Falta de planejamento é motivo de crise hídrica
Na visão dos participantes da reunião, a falta de planejamento de sucessivos governos paulistas, ao longo de décadas, é uma das principais causas da crise. Maria Aparecida Borges Pimentel Vargas (foto ao lado), presidente do Comitê da Bacia Hidrográfica dos Afluentes Mineiros dos Rios Pomba e Muriaé, explicou que o Brasil vive dois extremos - o de seca e o de cheia -, e que o Rio Paraíba do Sul está mais próximo do primeiro panorama. De acordo com ela, essa bacia já abastece 5 milhões de pessoas em Minas Gerais, e a Sabesp já utiliza recursos de outro rio mineiro, o Piracicaba. "A vigência dessa autorização está vencendo, os agentes públicos de São Paulo tiveram dez anos para repensar o sistema e corrigi-lo. Agora que vão perder essa outorga, querem se valer do Rio Paraíba do Sul", destacou.

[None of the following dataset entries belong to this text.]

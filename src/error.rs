//! Error types for the aeroread engine.
//!
//! This module defines a comprehensive error enum that covers all possible
//! error conditions in the ingestion and subsetting pipeline.

use thiserror::Error;

/// The main error type for aeroread operations.
#[derive(Error, Debug)]
pub enum AeroreadError {
    /// NetCDF file operation errors
    #[error("NetCDF error: {0}")]
    NetCdf(#[from] netcdf::Error),

    /// IO errors
    #[error("IO error: {0}")]
    Io(#[from] std::io::Error),

    /// Configuration errors
    #[error("Configuration error: {message}")]
    Config { message: String },

    /// A model id resolved to zero or several directories under the search roots
    #[error("Model directory not found for '{data_id}': {message}")]
    ModelDirNotFound { data_id: String, message: String },

    /// An observation network name is not supported by any registered reader
    #[error("Unsupported observation network: {network}")]
    UnsupportedNetwork { network: String },

    /// A named file convention is not registered
    #[error("Unknown file convention: {name}")]
    UnknownConvention { name: String },

    /// No unambiguous convention could be inferred from an example filename
    #[error("Convention inference failed for '{filename}': {message}")]
    ConventionInference { filename: String, message: String },

    /// A filename does not match the shape expected by a resolved convention
    #[error("Filename '{filename}' does not match convention '{convention}': {message}")]
    FilenameMismatch {
        filename: String,
        convention: String,
        message: String,
    },

    /// Two input files cover overlapping time ranges for the same variable
    #[error("Overlapping time ranges between '{first}' and '{second}'")]
    OverlappingData { first: String, second: String },

    /// A requested spatial subset does not overlap the dataset extent
    #[error("Empty intersection: {message}")]
    EmptyIntersection { message: String },

    /// A time window was requested with start after stop
    #[error("Invalid time range: start {start} is after stop {stop}")]
    InvalidTimeRange { start: String, stop: String },

    /// A region id is not present in the registry
    #[error("Unknown region: {name}")]
    UnknownRegion { name: String },

    /// Data not found errors
    #[error("Data not found: {message}")]
    DataNotFound { message: String },

    /// Coordinate axes or array shapes are inconsistent
    #[error("Dimension mismatch: {message}")]
    DimensionMismatch { message: String },

    /// Observation cache read/write errors
    #[error("Cache error: {message}")]
    Cache { message: String },

    /// JSON serialization/deserialization errors
    #[error("JSON error: {0}")]
    Json(#[from] serde_json::Error),

    /// ndarray shape errors from concatenation and reshaping
    #[error("Array shape error: {0}")]
    Shape(#[from] ndarray::ShapeError),
}

/// Convenience type alias for Results with AeroreadError
pub type Result<T> = std::result::Result<T, AeroreadError>;
//! File naming conventions for model output archives.
//!
//! A [`FileConvention`] describes how to pull the dataset id, variable name,
//! year and time resolution out of a delimited filename. Two historical
//! AeroCom naming generations are registered by default; additional
//! conventions round-trip through a plain key-value mapping.
//!
//! All field positions are counted from the *end* of the token list of the
//! extension-stripped filename. Vendor-specific extra tokens at the start of
//! a name therefore never shift the declared positions.

use once_cell::sync::Lazy;
use serde::{Deserialize, Serialize};
use std::collections::BTreeMap;
use std::fmt;
use std::path::Path;
use std::str::FromStr;
use tracing::debug;

use crate::error::{AeroreadError, Result};

/// Year token marking a climatology file rather than a single calendar year.
pub const CLIMATOLOGY_YEAR: i32 = 9999;

/// Time resolution of one model output file.
#[derive(Debug, Clone, Copy, PartialEq, Eq, Hash, Serialize, Deserialize)]
pub enum TsType {
    /// Hourly samples
    Hourly,
    /// 3-hourly samples
    ThreeHourly,
    /// Daily samples
    Daily,
    /// Weekly samples
    Weekly,
    /// Monthly samples
    Monthly,
    /// Yearly samples
    Yearly,
}

impl TsType {
    /// The filename token used for this resolution.
    pub fn as_str(&self) -> &'static str {
        match self {
            TsType::Hourly => "hourly",
            TsType::ThreeHourly => "3hourly",
            TsType::Daily => "daily",
            TsType::Weekly => "weekly",
            TsType::Monthly => "monthly",
            TsType::Yearly => "yearly",
        }
    }

    /// Nominal spacing between consecutive samples, used for gap reporting.
    pub fn nominal_step(&self) -> chrono::Duration {
        match self {
            TsType::Hourly => chrono::Duration::hours(1),
            TsType::ThreeHourly => chrono::Duration::hours(3),
            TsType::Daily => chrono::Duration::days(1),
            TsType::Weekly => chrono::Duration::days(7),
            // Calendar months and years vary in length; use the maximum.
            TsType::Monthly => chrono::Duration::days(31),
            TsType::Yearly => chrono::Duration::days(366),
        }
    }
}

impl FromStr for TsType {
    type Err = ();

    fn from_str(s: &str) -> std::result::Result<Self, ()> {
        match s {
            "hourly" => Ok(TsType::Hourly),
            "3hourly" => Ok(TsType::ThreeHourly),
            "daily" => Ok(TsType::Daily),
            "weekly" => Ok(TsType::Weekly),
            "monthly" => Ok(TsType::Monthly),
            "yearly" => Ok(TsType::Yearly),
            _ => Err(()),
        }
    }
}

impl fmt::Display for TsType {
    fn fmt(&self, f: &mut fmt::Formatter<'_>) -> fmt::Result {
        f.write_str(self.as_str())
    }
}

/// Structured metadata extracted from one filename.
#[derive(Debug, Clone, PartialEq, Eq)]
pub struct FileInfo {
    /// Dataset / model identifier
    pub data_id: String,
    /// Variable name
    pub var_name: String,
    /// Calendar year, or [`CLIMATOLOGY_YEAR`]
    pub year: i32,
    /// Time resolution
    pub ts_type: TsType,
}

impl FileInfo {
    /// Whether this file holds a multi-year climatology.
    pub fn is_climatology(&self) -> bool {
        self.year == CLIMATOLOGY_YEAR
    }
}

/// A filename convention: delimiter plus from-the-end field positions.
#[derive(Debug, Clone, PartialEq, Eq, Serialize, Deserialize)]
pub struct FileConvention {
    /// Convention id (e.g. "aerocom3")
    pub name: String,
    /// Token delimiter within the filename
    pub file_sep: char,
    /// Position of the year token, counted from the end
    pub year_pos: usize,
    /// Position of the variable token, counted from the end
    pub var_pos: usize,
    /// Position of the time-resolution token, counted from the end
    pub ts_pos: usize,
    /// Position of the dataset-id token, counted from the end
    pub data_id_pos: usize,
}

/// The registered default conventions, oldest generation first.
static DEFAULT_CONVENTIONS: Lazy<Vec<FileConvention>> = Lazy::new(|| {
    vec![
        // aerocom.<model>.<ts_type>.<var>.<year>.nc
        FileConvention {
            name: "aerocom2".to_string(),
            file_sep: '.',
            year_pos: 0,
            var_pos: 1,
            ts_pos: 2,
            data_id_pos: 3,
        },
        // aerocom3_<model>_<experiment>_<var>_<vertical>_<year>_<ts_type>.nc
        FileConvention {
            name: "aerocom3".to_string(),
            file_sep: '_',
            ts_pos: 0,
            year_pos: 1,
            var_pos: 3,
            data_id_pos: 5,
        },
    ]
});

/// Strip the storage extension from a filename, keeping interior dots.
fn strip_extension(filename: &str) -> &str {
    for ext in [".nc4", ".nc"] {
        if let Some(stripped) = filename.strip_suffix(ext) {
            return stripped;
        }
    }
    filename
}

impl FileConvention {
    /// Look up a registered convention by name.
    pub fn import_default(name: &str) -> Result<Self> {
        DEFAULT_CONVENTIONS
            .iter()
            .find(|c| c.name == name)
            .cloned()
            .ok_or_else(|| AeroreadError::UnknownConvention {
                name: name.to_string(),
            })
    }

    /// All registered default conventions.
    pub fn defaults() -> &'static [FileConvention] {
        &DEFAULT_CONVENTIONS
    }

    /// Infer the convention governing one example file.
    ///
    /// The filename is matched against every registered default; exactly one
    /// match wins. Zero or several matches are an inference error - there is
    /// no silent fallback to an arbitrary convention.
    pub fn from_file(path: &Path) -> Result<Self> {
        let filename = path
            .file_name()
            .and_then(|n| n.to_str())
            .ok_or_else(|| AeroreadError::ConventionInference {
                filename: path.display().to_string(),
                message: "path has no usable filename".to_string(),
            })?;

        let matches: Vec<&FileConvention> = DEFAULT_CONVENTIONS
            .iter()
            .filter(|c| c.get_info_from_file(filename).is_ok())
            .collect();

        match matches.as_slice() {
            [single] => {
                debug!(
                    filename = filename,
                    convention = %single.name,
                    "Inferred file convention"
                );
                Ok((*single).clone())
            }
            [] => Err(AeroreadError::ConventionInference {
                filename: filename.to_string(),
                message: "no registered convention matches".to_string(),
            }),
            many => Err(AeroreadError::ConventionInference {
                filename: filename.to_string(),
                message: format!(
                    "ambiguous: matches conventions {}",
                    many.iter()
                        .map(|c| c.name.as_str())
                        .collect::<Vec<_>>()
                        .join(", ")
                ),
            }),
        }
    }

    fn mismatch(&self, filename: &str, message: impl Into<String>) -> AeroreadError {
        AeroreadError::FilenameMismatch {
            filename: filename.to_string(),
            convention: self.name.clone(),
            message: message.into(),
        }
    }

    /// Apply this convention to extract the metadata tuple from a filename.
    ///
    /// Only the declared positions are inspected; year-like tokens elsewhere
    /// in the name are ignored.
    pub fn get_info_from_file(&self, filename: &str) -> Result<FileInfo> {
        let stem = strip_extension(filename);
        let tokens: Vec<&str> = stem.split(self.file_sep).collect();

        let needed = 1 + [self.year_pos, self.var_pos, self.ts_pos, self.data_id_pos]
            .into_iter()
            .max()
            .unwrap_or(0);
        if tokens.len() < needed {
            return Err(self.mismatch(
                filename,
                format!("expected at least {} tokens, found {}", needed, tokens.len()),
            ));
        }

        let from_end = |pos: usize| tokens[tokens.len() - 1 - pos];

        let year_token = from_end(self.year_pos);
        let year = match year_token.parse::<i32>() {
            Ok(y) if year_token.len() == 4 && (y == CLIMATOLOGY_YEAR || (1000..=3000).contains(&y)) => y,
            _ => {
                return Err(self.mismatch(
                    filename,
                    format!("token '{}' at year position is not a 4-digit year", year_token),
                ))
            }
        };

        let ts_token = from_end(self.ts_pos);
        let ts_type = TsType::from_str(ts_token).map_err(|_| {
            self.mismatch(
                filename,
                format!("token '{}' is not a known time resolution", ts_token),
            )
        })?;

        let var_name = from_end(self.var_pos);
        let data_id = from_end(self.data_id_pos);
        if var_name.is_empty() || data_id.is_empty() {
            return Err(self.mismatch(filename, "empty variable or dataset-id token"));
        }

        Ok(FileInfo {
            data_id: data_id.to_string(),
            var_name: var_name.to_string(),
            year,
            ts_type,
        })
    }

    /// Serialize the convention fields to a plain key-value mapping.
    pub fn to_dict(&self) -> BTreeMap<String, String> {
        let mut dict = BTreeMap::new();
        dict.insert("name".to_string(), self.name.clone());
        dict.insert("file_sep".to_string(), self.file_sep.to_string());
        dict.insert("year_pos".to_string(), self.year_pos.to_string());
        dict.insert("var_pos".to_string(), self.var_pos.to_string());
        dict.insert("ts_pos".to_string(), self.ts_pos.to_string());
        dict.insert("data_id_pos".to_string(), self.data_id_pos.to_string());
        dict
    }

    /// Reconstruct a convention from a mapping produced by [`to_dict`].
    ///
    /// [`to_dict`]: FileConvention::to_dict
    pub fn from_dict(dict: &BTreeMap<String, String>) -> Result<Self> {
        let get = |key: &str| {
            dict.get(key).ok_or_else(|| AeroreadError::Config {
                message: format!("convention mapping is missing key '{}'", key),
            })
        };
        let pos = |key: &str| -> Result<usize> {
            get(key)?.parse().map_err(|_| AeroreadError::Config {
                message: format!("convention key '{}' is not a valid position", key),
            })
        };

        let sep_str = get("file_sep")?;
        let mut chars = sep_str.chars();
        let file_sep = match (chars.next(), chars.next()) {
            (Some(c), None) => c,
            _ => {
                return Err(AeroreadError::Config {
                    message: format!("file_sep '{}' must be a single character", sep_str),
                })
            }
        };

        Ok(Self {
            name: get("name")?.clone(),
            file_sep,
            year_pos: pos("year_pos")?,
            var_pos: pos("var_pos")?,
            ts_pos: pos("ts_pos")?,
            data_id_pos: pos("data_id_pos")?,
        })
    }
}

Ela explicou também que técnicos paulistas apresentaram dez alternativas para reverter o cenário de exaustão do Sistema Cantareira, e a transposição do Paraíba do Sul foi considerada uma das últimas opções. No entanto, por ser a medida que demandaria menos tempo para ser concretizada, foi logo colocada em negociação com o governo mineiro. Maria Aparecida Vargas alertou, porém, que a obra resolveria o problema de abastecimento de São Paulo por, no máximo, 20 anos. "Para a crescente população paulista, isso significa optar por uma medida paliativa e que poderá trazer não só perda de recursos hídricos para Minas como também redução do nosso potencial energético", alertou.
Para o promotor de Justiça Bruno Guerra de Oliveira, São Paulo quer apenas "apagar um incêndio". "E apagar incêndio não faz parte de um processo de planejamento", criticou. Ele acrescentou que questões políticas e partidárias devem ser deixadas de lado.
Igam prepara parecer técnico
Eduardo de Araújo Rodrigues, coordenador do Núcleo Regional do Instituto Mineiro de Gestão das Águas (Igam) em Juiz de Fora, disse que o Estado ainda não se manifestou sobre a solicitação do governo paulista em função de mudanças na gestão do órgão. Ele informou, contudo, que o Igam pretende apresentar um parecer o mais rápido possível. Alertou ainda que se Minas não recuperar suas nascentes, encostas e margens de rios, vai vivenciar o mesmo problema de São Paulo. "Temos considerável volume de recursos hídricos, mas nossa capacidade de armazenamento de água é insuficiente diante de grandes períodos de estiagem", afirmou.
Quanto à baixa em rios da região caso seja feita a transposição, ele afirmou que rios como o Muriaé, na verdade, fornecem água para o Paraíba do Sul. "Sendo assim, não haveria alteração no abastecimento propiciado por esses rios, com a captação de água no Paraíba". No entanto, o deputado Pompílio Canavez ponderou que já há conflitos por água na região e que a medida pode reduzir ainda mais, ao longo dos anos, a capacidade de emitir outorgas e demais autorizações de captação e uso dos recursos hídricos na Zona da Mata. (Fotos: Ricardo Barbosa/ALMG)
- Foto: Ricardo Barbosa
Maria Aparecida Vargas explicou que a transposição de águas não é uma das melhores opções, porém demanda menos tempo - Foto: Ricardo Barbosa
Debates – O público presente também se manifestou e cobrou que a discussão seja ampliada para um número maior de cidadãos, sobretudo aqueles que podem ser futuramente prejudicados com a transposição. Os participantes da reunião ainda puderam registrar testemunhos de moradores locais e vereadores sobre episódios de escassez de água na região. Também expuseram preocupação sobre o caráter político que a decisão pode tomar.